**Exercise aim**
In the data below, find the line containing "are copied out", then set down that line and every later line up to and including the line containing "if data.len() <", exactly.

**Dataset entries**
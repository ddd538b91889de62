//! Parsing of the input ELF into an [`ElfImage`].
//!
//! Accepts exactly what the Cafe toolchain links: 32-bit, big-endian,
//! EM_PPC, with a section header table. Input section order is preserved
//! verbatim since every cross-reference in the file is positional.

use crate::elf::*;
use crate::rpl::types::{ElfHeader, ElfImage, Section, SectionHeader};

/// Parse a 32-bit big-endian PowerPC ELF.
///
/// `source_name` is used to label errors. Section payloads are copied out
/// of `data`; NOBITS and zero-size sections get an empty payload.
pub fn read_elf(data: &[u8], source_name: &str) -> Result<ElfImage, String> {
    if data.len() < ELF32_EHDR_SIZE {
        return Err(format!("{}: too small for ELF header", source_name));
    }
    if data[0..4] != ELF_MAGIC {
        return Err(format!("{}: not an ELF file", source_name));
    }
    if data[4] != ELFCLASS32 {
        return Err(format!("{}: not ELF32 (class={})", source_name, data[4]));
    }
    if data[5] != ELFDATA2MSB {
        return Err(format!("{}: not big-endian (encoding={})", source_name, data[5]));
    }
    if data[6] != EV_CURRENT {
        return Err(format!("{}: unexpected ELF version {}", source_name, data[6]));
    }
    let e_machine = read_u16(data, 18);
    if e_machine != EM_PPC {
        return Err(format!(
            "{}: wrong machine type (expected={:#x}, got={:#x})",
            source_name, EM_PPC, e_machine
        ));
    }

    let header = ElfHeader {
        abi: data[7],
        e_type: read_u16(data, 16),
        machine: e_machine,
        version: read_u32(data, 20),
        entry: read_u32(data, 24),
        phoff: read_u32(data, 28),
        shoff: read_u32(data, 32),
        flags: read_u32(data, 36),
        ehsize: read_u16(data, 40),
        phentsize: read_u16(data, 42),
        phnum: read_u16(data, 44),
        shentsize: read_u16(data, 46),
        shnum: read_u16(data, 48),
        shstrndx: read_u16(data, 50),
    };

    let shoff = header.shoff as usize;
    let shnum = header.shnum as usize;
    if shoff == 0 || shnum == 0 {
        return Err(format!("{}: no section headers", source_name));
    }

    // Section headers are laid out back to back at shoff.
    let mut sections = Vec::with_capacity(shnum);
    for i in 0..shnum {
        let off = shoff + i * ELF32_SHDR_SIZE;
        if off + ELF32_SHDR_SIZE > data.len() {
            return Err(format!("{}: section header {} out of bounds", source_name, i));
        }
        let shdr = SectionHeader {
            name: read_u32(data, off),
            sh_type: read_u32(data, off + 4),
            flags: read_u32(data, off + 8),
            addr: read_u32(data, off + 12),
            offset: read_u32(data, off + 16),
            size: read_u32(data, off + 20),
            link: read_u32(data, off + 24),
            info: read_u32(data, off + 28),
            addralign: read_u32(data, off + 32),
            entsize: read_u32(data, off + 36),
        };
        sections.push(Section {
            header: shdr,
            name: String::new(),
            data: Vec::new(),
        });
    }

    // Load payloads for everything that stores bytes in the file.
    for (i, section) in sections.iter_mut().enumerate() {
        if section.header.size == 0 || section.header.sh_type == SHT_NOBITS {
            continue;
        }
        let start = section.header.offset as usize;
        let end = start + section.header.size as usize;
        if end > data.len() {
            return Err(format!("{}: section {} data out of bounds", source_name, i));
        }
        section.data = data[start..end].to_vec();
    }

    // Resolve section names from the section-name string table.
    let shstrndx = header.shstrndx as usize;
    if shstrndx >= sections.len() {
        return Err(format!(
            "{}: shstrndx {} out of range ({} sections)",
            source_name, shstrndx, sections.len()
        ));
    }
    let shstrtab = sections[shstrndx].data.clone();
    for section in &mut sections {
        section.name = read_cstr(&shstrtab, section.header.name as usize);
    }

    Ok(ElfImage { header, sections })
}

**Solution for this problem**
/// `source_name` is used to label errors. Section payloads are copied out
/// of `data`; NOBITS and zero-size sections get an empty payload.
pub fn read_elf(data: &[u8], source_name: &str) -> Result<ElfImage, String> {
    if data.len() < ELF32_EHDR_SIZE {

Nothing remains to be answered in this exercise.